Duncan Coutts duncan.coutts at worc.ox.ac.uk
Thu Sep 4 20:55:32 EDT 2008


On Thu, 2008-09-04 at 20:08 -0400, David Menendez wrote:
> On Thu, Sep 4, 2008 at 4:14 PM, Don Stewart <dons at galois.com> wrote:
> > That's right, on Arch we just go for what people actually need, i.e.:
> >
> >    1) 1 compiler, GHC
> >    2) GHC comes with the core+extra set, so they're implicitly available
> >    3) all other libs are "haskell-(map toLower packagename)"
> >
> > The complication to support multiple implementations et al isn't done by
> > any other language group (i.e. libs aren't bundled for multiple python
> > impls, or different C compilers), so I don't see why we should waste
> > time on that either. Pragmatic, I know.
> 
> So Haskell developers still have to manage everything themselves.

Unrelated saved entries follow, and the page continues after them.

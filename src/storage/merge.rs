//! Spent address merging
//!
//! Folds several address sources into one target store. Addresses are
//! deduplicated across the whole run by the SHA-256 digest of their binary
//! form, so the target ends up holding the union no matter the source order.
//!
//! Sources are either spent-addresses databases or `.txt` files with one
//! address per line (81 trytes, or 90 with a checksum that gets dropped).

use crate::config::IngestConfig;
use crate::core::Hash;
use crate::crypto::{sha256, DIGEST_BYTES};
use crate::error::{ConfigurationError, Error, FormatError, Result};
use crate::storage::ingest::stream_keys;
use crate::storage::kv::{KeyValueStore, Partition, SPENT_ADDRESS_VALUE};
use serde::Serialize;
use std::collections::HashSet;
use std::fs::File;
use std::io::{BufRead, BufReader};
use std::path::{Path, PathBuf};

/// Fewest sources a merge accepts
pub const MIN_MERGE_SOURCES: usize = 2;

/// Where a batch of spent addresses comes from
#[derive(Debug, Clone, PartialEq, Eq)]
pub enum MergeSource {
    /// A spent-addresses database directory
    Store(PathBuf),
    /// Newline-delimited trytes
    TextFile(PathBuf),
}

impl MergeSource {
    /// Classify a path by its extension
    pub fn from_path(path: impl Into<PathBuf>) -> Self {
        let path = path.into();
        match path.extension().and_then(|e| e.to_str()) {
            Some("txt") => MergeSource::TextFile(path),
            _ => MergeSource::Store(path),
        }
    }

    pub fn path(&self) -> &Path {
        match self {
            MergeSource::Store(p) | MergeSource::TextFile(p) => p,
        }
    }
}

/// Opens the database behind a [`MergeSource::Store`]
pub trait StoreOpener {
    fn open(&self, path: &Path) -> Result<Box<dyn KeyValueStore>>;
}

impl<F> StoreOpener for F
where
    F: Fn(&Path) -> Result<Box<dyn KeyValueStore>>,
{
    fn open(&self, path: &Path) -> Result<Box<dyn KeyValueStore>> {
        self(path)
    }
}

/// Counters of one source
#[derive(Debug, Clone, Default, PartialEq, Eq, Serialize)]
pub struct SourceReport {
    pub source: String,
    pub read: usize,
    pub added: usize,
    pub known: usize,
}

/// Counters of a whole merge
#[derive(Debug, Clone, Default, PartialEq, Eq, Serialize)]
pub struct MergeReport {
    pub sources: Vec<SourceReport>,
    pub total_added: usize,
    pub total_known: usize,
}

/// Deduplicating writer into a target store
pub struct SpentAddressMerger<'a> {
    target: &'a dyn KeyValueStore,
    ingest: IngestConfig,
    seen: HashSet<[u8; DIGEST_BYTES]>,
    report: MergeReport,
}

impl<'a> SpentAddressMerger<'a> {
    pub fn new(target: &'a dyn KeyValueStore, ingest: IngestConfig) -> Self {
        Self {
            target,
            ingest,
            seen: HashSet::new(),
            report: MergeReport::default(),
        }
    }

    /// Merge every key of a source database's spent-addresses partition
    pub fn merge_store(&mut self, name: &str, source: &dyn KeyValueStore) -> Result<&SourceReport> {
        log::info!("merging {}", name);
        let mut counters = SourceReport {
            source: name.to_string(),
            ..SourceReport::default()
        };
        let ingest = self.ingest.clone();
        stream_keys(source, Partition::SpentAddresses, &ingest, |key| {
            let address = Hash::from_slice(&key)?;
            self.offer(&address, &mut counters)
        })?;
        Ok(self.close_source(counters))
    }

    /// Merge newline-delimited trytes; blank lines are skipped
    pub fn merge_text<R: BufRead>(&mut self, name: &str, reader: R) -> Result<&SourceReport> {
        log::info!("merging {}", name);
        let mut counters = SourceReport {
            source: name.to_string(),
            ..SourceReport::default()
        };
        for (index, line) in reader.lines().enumerate() {
            let line = line?;
            let text = line.trim();
            if text.is_empty() {
                continue;
            }
            let address = Hash::from_trytes(text).map_err(|e| FormatError::Line {
                source_name: name.to_string(),
                line: index + 1,
                reason: e.to_string(),
            })?;
            self.offer(&address, &mut counters)?;
        }
        Ok(self.close_source(counters))
    }

    fn offer(&mut self, address: &Hash, counters: &mut SourceReport) -> Result<()> {
        counters.read += 1;
        if !self.seen.insert(sha256(address.as_bytes())) {
            counters.known += 1;
            return Ok(());
        }
        self.target
            .put(Partition::SpentAddresses, address.as_bytes(), SPENT_ADDRESS_VALUE)?;
        counters.added += 1;
        Ok(())
    }

    fn close_source(&mut self, counters: SourceReport) -> &SourceReport {
        log::info!(
            "{}: new {}, known {}",
            counters.source,
            counters.added,
            counters.known
        );
        self.report.total_added += counters.added;
        self.report.total_known += counters.known;
        self.report.sources.push(counters);
        // just pushed
        &self.report.sources[self.report.sources.len() - 1]
    }

    pub fn finish(self) -> MergeReport {
        log::info!(
            "merge done: {} new, {} known",
            self.report.total_added,
            self.report.total_known
        );
        self.report
    }
}

/// Merge all `sources` into `target`
pub fn merge_sources(
    sources: &[MergeSource],
    target: &dyn KeyValueStore,
    opener: &dyn StoreOpener,
    ingest: &IngestConfig,
) -> Result<MergeReport> {
    if sources.len() < MIN_MERGE_SOURCES {
        return Err(ConfigurationError::TooFewSources {
            min: MIN_MERGE_SOURCES,
            got: sources.len(),
        }
        .into());
    }

    let mut merger = SpentAddressMerger::new(target, ingest.clone());
    for source in sources {
        let path = source.path();
        let name = path.display().to_string();
        match source {
            MergeSource::Store(_) => {
                let store = opener.open(path)?;
                merger.merge_store(&name, store.as_ref())?;
            }
            MergeSource::TextFile(_) => {
                let file = File::open(path).map_err(|e| Error::io(path, e))?;
                merger.merge_text(&name, BufReader::new(file))?;
            }
        }
    }
    Ok(merger.finish())
}

#[cfg(test)]
mod tests {
    use super::*;
    use crate::storage::MemoryStore;
    use rand::Rng;
    use std::io::Cursor;

    fn no_stores(path: &Path) -> Result<Box<dyn KeyValueStore>> {
        Err(Error::Store(format!("unexpected store {}", path.display())))
    }

    fn addr(text: &str) -> Hash {
        Hash::from_trytes(text).unwrap()
    }

    fn target() -> MemoryStore {
        MemoryStore::new(&Partition::SPENT_ADDRESSES_DB)
    }

    fn random_trytes(rng: &mut impl Rng) -> String {
        const ALPHABET: &[u8] = b"9ABCDEFGHIJKLMNOPQRSTUVWXYZ";
        (0..81)
            .map(|_| ALPHABET[rng.gen_range(0..ALPHABET.len())] as char)
            .collect()
    }

    #[test]
    fn test_two_text_sources() {
        let dest = target();
        let mut merger = SpentAddressMerger::new(&dest, IngestConfig::default());

        let first = merger
            .merge_text("a.txt", Cursor::new("ADDRESSONE\nADDRESSTWO\n"))
            .unwrap()
            .clone();
        assert_eq!((first.added, first.known, first.read), (2, 0, 2));

        let second = merger
            .merge_text("b.txt", Cursor::new("ADDRESSTWO\nADDRESSTHREE\n"))
            .unwrap()
            .clone();
        assert_eq!((second.added, second.known, second.read), (1, 1, 2));

        let report = merger.finish();
        assert_eq!(report.total_added, 3);
        assert_eq!(report.total_known, 1);

        let mut expected: Vec<Vec<u8>> = ["ADDRESSONE", "ADDRESSTWO", "ADDRESSTHREE"]
            .iter()
            .map(|a| addr(a).as_bytes().to_vec())
            .collect();
        expected.sort();
        assert_eq!(dest.keys(Partition::SpentAddresses).unwrap(), expected);
    }

    #[test]
    fn test_checksum_suffix_dropped() {
        let dest = target();
        let mut merger = SpentAddressMerger::new(&dest, IngestConfig::default());
        let plain = "A".repeat(81);
        let with_checksum = format!("{}{}", plain, "CHECKSUMX");
        let report = merger
            .merge_text("c.txt", Cursor::new(format!("{}\n{}\n", plain, with_checksum)))
            .unwrap();
        assert_eq!((report.added, report.known), (1, 1));
    }

    #[test]
    fn test_malformed_line_aborts() {
        let dest = target();
        let mut merger = SpentAddressMerger::new(&dest, IngestConfig::default());
        let err = merger
            .merge_text("bad.txt", Cursor::new("ADDRESSONE\n\nnot-trytes\n"))
            .unwrap_err();
        match err {
            Error::Format(FormatError::Line { source_name, line, .. }) => {
                assert_eq!(source_name, "bad.txt");
                assert_eq!(line, 3);
            }
            other => panic!("unexpected error {other:?}"),
        }
    }

    #[test]
    fn test_store_sources_and_order_independence() {
        let mut rng = rand::thread_rng();
        let pool: Vec<Hash> = (0..200).map(|_| addr(&random_trytes(&mut rng))).collect();

        let left = target();
        let right = target();
        for a in &pool[..120] {
            left.put(Partition::SpentAddresses, a.as_bytes(), SPENT_ADDRESS_VALUE).unwrap();
        }
        for a in &pool[80..] {
            right.put(Partition::SpentAddresses, a.as_bytes(), SPENT_ADDRESS_VALUE).unwrap();
        }

        let forward = target();
        let mut merger = SpentAddressMerger::new(&forward, IngestConfig::default());
        merger.merge_store("left", &left).unwrap();
        merger.merge_store("right", &right).unwrap();
        let report = merger.finish();
        assert_eq!(report.total_added, 200);
        assert_eq!(report.total_known, 40);

        let backward = target();
        let mut merger = SpentAddressMerger::new(&backward, IngestConfig::default());
        merger.merge_store("right", &right).unwrap();
        merger.merge_store("left", &left).unwrap();
        merger.finish();

        assert_eq!(
            forward.keys(Partition::SpentAddresses).unwrap(),
            backward.keys(Partition::SpentAddresses).unwrap()
        );
    }

    #[test]
    fn test_disjoint_sources_add_up() {
        let mut rng = rand::thread_rng();
        let left = target();
        let right = target();
        // distinct leading trytes keep the two sets apart
        for _ in 0..70 {
            let a = addr(&format!("A{}", &random_trytes(&mut rng)[1..]));
            left.put(Partition::SpentAddresses, a.as_bytes(), SPENT_ADDRESS_VALUE).unwrap();
        }
        for _ in 0..30 {
            let a = addr(&format!("9{}", &random_trytes(&mut rng)[1..]));
            right.put(Partition::SpentAddresses, a.as_bytes(), SPENT_ADDRESS_VALUE).unwrap();
        }
        let m = left.count(Partition::SpentAddresses).unwrap();
        let n = right.count(Partition::SpentAddresses).unwrap();
        let left_keys = left.keys(Partition::SpentAddresses).unwrap();
        let overlap = right
            .keys(Partition::SpentAddresses)
            .unwrap()
            .into_iter()
            .filter(|k| left_keys.contains(k))
            .count();
        assert_eq!(overlap, 0);

        let dest = target();
        let mut merger = SpentAddressMerger::new(&dest, IngestConfig::default());
        merger.merge_store("left", &left).unwrap();
        merger.merge_store("right", &right).unwrap();
        let report = merger.finish();

        assert_eq!(report.total_added, m + n);
        assert_eq!(report.total_known, 0);
        assert_eq!(dest.count(Partition::SpentAddresses).unwrap(), m + n);
    }

    #[test]
    fn test_target_write_failure_aborts() {
        // no spent-addresses partition to write into
        let broken = MemoryStore::new(&[Partition::Default]);

        let mut merger = SpentAddressMerger::new(&broken, IngestConfig::default());
        let err = merger
            .merge_text("a.txt", Cursor::new("ADDRESSONE\nADDRESSTWO\n"))
            .unwrap_err();
        assert!(matches!(err, Error::Store(_)));

        let source = target();
        source
            .put(Partition::SpentAddresses, addr("ADDRESSONE").as_bytes(), SPENT_ADDRESS_VALUE)
            .unwrap();
        let mut merger = SpentAddressMerger::new(&broken, IngestConfig::default());
        let err = merger.merge_store("db", &source).unwrap_err();
        assert!(matches!(err, Error::Store(_)));
    }

    #[test]
    fn test_full_overlap_is_idempotent() {
        let source = target();
        for name in ["ADDRESSONE", "ADDRESSTWO", "ADDRESSTHREE"] {
            source
                .put(Partition::SpentAddresses, addr(name).as_bytes(), SPENT_ADDRESS_VALUE)
                .unwrap();
        }

        let dest = target();
        let mut merger = SpentAddressMerger::new(&dest, IngestConfig::default());
        merger.merge_store("once", &source).unwrap();
        let again = merger.merge_store("twice", &source).unwrap().clone();
        assert_eq!((again.added, again.known), (0, 3));
        assert_eq!(dest.count(Partition::SpentAddresses).unwrap(), 3);
    }

    #[test]
    fn test_too_few_sources() {
        let dest = target();
        let err = merge_sources(
            &[MergeSource::from_path("only.txt")],
            &dest,
            &no_stores,
            &IngestConfig::default(),
        )
        .unwrap_err();
        assert!(err.is_configuration());
    }

    #[test]
    fn test_merge_sources_from_files() {
        let dir = tempfile::tempdir().unwrap();
        let a = dir.path().join("a.txt");
        let b = dir.path().join("b.txt");
        std::fs::write(&a, "ADDRESSONE\nADDRESSTWO\n").unwrap();
        std::fs::write(&b, "ADDRESSTWO\nADDRESSTHREE\n").unwrap();

        let dest = target();
        let sources = [MergeSource::from_path(&a), MergeSource::from_path(&b)];
        let report = merge_sources(&sources, &dest, &no_stores, &IngestConfig::default()).unwrap();
        assert_eq!(report.sources.len(), 2);
        assert_eq!(report.total_added, 3);
        assert_eq!(report.total_known, 1);
    }

    #[test]
    fn test_source_classification() {
        assert!(matches!(MergeSource::from_path("x/list.txt"), MergeSource::TextFile(_)));
        assert!(matches!(MergeSource::from_path("x/spent-db"), MergeSource::Store(_)));
    }
}
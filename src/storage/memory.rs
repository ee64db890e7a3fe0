//! In-memory store
//!
//! Same contract as the on-disk store; used for dry runs and tests.

use crate::error::{Error, Result};
use crate::storage::kv::{KeyValueStore, KvIter, KvPair, Partition};
use std::collections::BTreeMap;
use std::sync::RwLock;

type Table = BTreeMap<Vec<u8>, Vec<u8>>;

#[derive(Debug, Default)]
pub struct MemoryStore {
    partitions: RwLock<BTreeMap<Partition, Table>>,
}

impl MemoryStore {
    /// Store with the given partitions opened
    pub fn new(partitions: &[Partition]) -> Self {
        let tables = partitions.iter().map(|p| (*p, Table::new())).collect();
        Self {
            partitions: RwLock::new(tables),
        }
    }

    /// Keys of a partition, for assertions
    pub fn keys(&self, partition: Partition) -> Result<Vec<Vec<u8>>> {
        self.iter(partition)?.map(|pair| pair.map(|(k, _)| k)).collect()
    }
}

fn missing(partition: Partition) -> Error {
    Error::Store(format!("partition {} is not open", partition))
}

fn poisoned() -> Error {
    Error::Store("memory store lock poisoned".to_string())
}

impl KeyValueStore for MemoryStore {
    fn put(&self, partition: Partition, key: &[u8], value: &[u8]) -> Result<()> {
        let mut tables = self.partitions.write().map_err(|_| poisoned())?;
        let table = tables.get_mut(&partition).ok_or_else(|| missing(partition))?;
        table.insert(key.to_vec(), value.to_vec());
        Ok(())
    }

    fn get(&self, partition: Partition, key: &[u8]) -> Result<Option<Vec<u8>>> {
        let tables = self.partitions.read().map_err(|_| poisoned())?;
        let table = tables.get(&partition).ok_or_else(|| missing(partition))?;
        Ok(table.get(key).cloned())
    }

    fn iter(&self, partition: Partition) -> Result<KvIter<'_>> {
        let tables = self.partitions.read().map_err(|_| poisoned())?;
        let table = tables.get(&partition).ok_or_else(|| missing(partition))?;
        // copy so writers are not blocked while the caller iterates
        let pairs: Vec<KvPair> = table.iter().map(|(k, v)| (k.clone(), v.clone())).collect();
        Ok(Box::new(pairs.into_iter().map(Ok)))
    }

    fn count(&self, partition: Partition) -> Result<usize> {
        let tables = self.partitions.read().map_err(|_| poisoned())?;
        Ok(tables.get(&partition).ok_or_else(|| missing(partition))?.len())
    }
}
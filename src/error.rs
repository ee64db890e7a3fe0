//! Error taxonomy shared by every component
//!
//! Every core operation fails fast with one of these. Non-fatal conditions
//! (duplicate addresses, failed filter insertions, supply mismatches) are
//! never errors; they are counted in the reports returned by each component.

use std::io;
use std::path::PathBuf;
use thiserror::Error;

/// Result alias used across the crate
pub type Result<T> = std::result::Result<T, Error>;

/// Top-level error
#[derive(Error, Debug)]
pub enum Error {
    #[error("format error: {0}")]
    Format(#[from] FormatError),
    #[error("integrity error: {0}")]
    Integrity(#[from] IntegrityError),
    #[error("configuration error: {0}")]
    Configuration(#[from] ConfigurationError),
    #[error("IO error on {path:?}: {source}")]
    Io {
        path: PathBuf,
        #[source]
        source: io::Error,
    },
    #[error("IO error: {0}")]
    Stream(#[from] io::Error),
    #[error("store error: {0}")]
    Store(String),
}

impl Error {
    /// Attach a path to an IO error
    pub fn io(path: impl Into<PathBuf>, source: io::Error) -> Self {
        Error::Io {
            path: path.into(),
            source,
        }
    }

    pub fn is_format(&self) -> bool {
        matches!(self, Error::Format(_))
    }

    pub fn is_integrity(&self) -> bool {
        matches!(self, Error::Integrity(_))
    }

    pub fn is_configuration(&self) -> bool {
        matches!(self, Error::Configuration(_))
    }
}

/// Malformed textual or binary input
#[derive(Error, Debug, Clone, PartialEq, Eq)]
pub enum FormatError {
    #[error("file version {found} is not supported, supported versions: {supported:?}")]
    UnsupportedVersion { found: u8, supported: Vec<u8> },
    #[error("version {version} must {expected} gzip compressed")]
    ContainerMismatch { version: u8, expected: &'static str },
    #[error("invalid tryte {ch:?} at position {position}")]
    InvalidTryte { ch: char, position: usize },
    #[error("byte {byte:#04x} at position {position} is not a valid T5B1 trit group")]
    InvalidTritByte { byte: u8, position: usize },
    #[error("address has {len} trytes, expected at most {max}")]
    AddressLength { len: usize, max: usize },
    #[error("hash must be {expected} bytes, got {actual}")]
    HashLength { expected: usize, actual: usize },
    #[error("{source_name} line {line}: {reason}")]
    Line {
        source_name: String,
        line: usize,
        reason: String,
    },
    #[error("{source_name}: missing header line {line} ({field})")]
    MissingHeader {
        source_name: String,
        line: usize,
        field: &'static str,
    },
    #[error("unexpected end of data while reading {section}")]
    Truncated { section: &'static str },
    #[error("{count} trailing bytes after the last section")]
    TrailingBytes { count: usize },
    #[error("negative {field} count: {value}")]
    NegativeCount { field: &'static str, value: i32 },
    #[error("{field} count {count} does not fit the file format")]
    CountOverflow { field: &'static str, count: usize },
    #[error("duplicate key in {section}: {key}")]
    DuplicateKey { section: &'static str, key: String },
    #[error("gzip stream: {0}")]
    Gzip(String),
    #[error("decompressed content exceeds {limit} bytes")]
    Oversized { limit: u64 },
}

/// Digest or element count mismatches
#[derive(Error, Debug, Clone, PartialEq, Eq)]
pub enum IntegrityError {
    #[error("file digest mismatch: trailer {expected}, computed {actual}")]
    DigestMismatch { expected: String, actual: String },
    #[error("spent addresses count between the cuckoo filter ({filter}) and the header ({header}) doesn't match")]
    FilterCount { filter: usize, header: usize },
    #[error("couldn't reconstruct the cuckoo filter: {0}")]
    CorruptFilter(String),
    #[error("{declared} spent addresses declared but {written} supplied")]
    ListCount { declared: usize, written: usize },
    #[error("file is {size} bytes, too short to hold the {trailer} byte digest trailer")]
    MissingTrailer { size: usize, trailer: usize },
}

/// Settings that cannot accommodate the data being processed
#[derive(Error, Debug, Clone, PartialEq, Eq)]
pub enum ConfigurationError {
    #[error("the capacity of the cuckoo filter is too low to contain the spent addresses: spent addresses {addresses} vs. CF capacity {capacity}")]
    FilterCapacity { addresses: usize, capacity: usize },
    #[error("you must define at least {min} spent-addresses sources, got {got}")]
    TooFewSources { min: usize, got: usize },
    #[error("no local snapshot persisted in {0:?}")]
    NoSnapshot(PathBuf),
    #[error("{0}")]
    Invalid(String),
}

#[cfg(feature = "rocksdb")]
impl From<rocksdb::Error> for Error {
    fn from(err: rocksdb::Error) -> Self {
        Error::Store(err.into_string())
    }
}

#[cfg(test)]
mod tests {
    use super::*;

    #[test]
    fn test_messages_carry_context() {
        let err: Error = IntegrityError::FilterCount {
            filter: 9,
            header: 10,
        }
        .into();
        let msg = err.to_string();
        assert!(msg.contains("(9)"));
        assert!(msg.contains("(10)"));
        assert!(err.is_integrity());

        let err: Error = FormatError::UnsupportedVersion {
            found: 7,
            supported: vec![2, 3],
        }
        .into();
        assert!(err.to_string().contains("file version 7"));
        assert!(err.is_format());
    }
}
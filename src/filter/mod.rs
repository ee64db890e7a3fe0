//! Probabilistic spent address set

pub mod cuckoo;

pub use cuckoo::{FilterBuildReport, SpentAddressFilter, DEFAULT_FILTER_CAPACITY};
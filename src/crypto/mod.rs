//! Cryptographic utilities
//!
//! This module provides:
//! - SHA-256 content hashing
//! - A digesting writer for file trailers

pub mod hash;

pub use hash::{sha256, DigestWriter, DIGEST_BYTES};
//! ls-tool: local snapshot interchange in Rust
//!
//! This crate moves a ledger checkpoint between a node's database and a
//! portable single-file format:
//! - Plaintext snapshot parsing with a total supply check
//! - Big-endian store encoding and two export file generations
//!   (gzipped with a cuckoo filter, or raw with a SHA-256 trailer)
//! - Streaming ingest and deduplicating merge of spent addresses
//! - RocksDB persistence behind a partitioned key-value trait
//!
//! # Example
//!
//! ```rust
//! use ls_tool::codec::{decode_export, encode_export, FormatVersion, SpentPayload};
//! use ls_tool::core::SnapshotState;
//! use std::io::Cursor;
//!
//! let meta = "HASHM\n100\n1600000000\n1\n0\nHASHA;50\n";
//! let state = "HASHA;1000\nHASHB;2000\n";
//! let snapshot =
//!     SnapshotState::from_readers(Cursor::new(meta), "meta", Cursor::new(state), "state").unwrap();
//!
//! let bytes = encode_export(Vec::new(), FormatVersion::Checksummed, &snapshot, SpentPayload::Omitted)
//!     .unwrap();
//! let file = decode_export(&bytes).unwrap();
//! assert_eq!(file.snapshot, snapshot);
//! ```

#[cfg(feature = "rocksdb")]
pub mod cli;
pub mod codec;
pub mod config;
pub mod core;
pub mod crypto;
pub mod error;
pub mod filter;
pub mod pipeline;
pub mod storage;

// Re-export commonly used types
pub use codec::{decode_export, encode_export, FormatVersion};
pub use config::{BuildConfig, ExportConfig, IngestConfig, MergeConfig, SnapshotFiles, StoreConfig};
pub use core::{Hash, SnapshotState};
pub use error::{Error, Result};
pub use filter::SpentAddressFilter;
pub use pipeline::{ExportPipeline, ExportSummary, SnapshotBuilder};
pub use storage::{KeyValueStore, MemoryStore, Partition, SpentAddressMerger};
#[cfg(feature = "rocksdb")]
pub use storage::RocksStore;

> That's probably reasonable.
> 
> What happens when you upgrade GHC? The problem MacPorts has is that
> the libraries are still listed as installed, even though they are no
> longer registered or useable.

Gentoo provides a ghc-updater program that re-installs all the
registered libraries for the new ghc. It's based off of a similar system
used in Gentoo for managing major version upgrades in Python so perhaps
MacPorts has something similar you could adapt. Basically it searches
through the installed haskell packages to find the ones registered with
the older compiler and then works out what order to re-install them in
and then does it. So it's not fully automatic as users have to run this
program manually after upgrading ghc, but it's not too painful.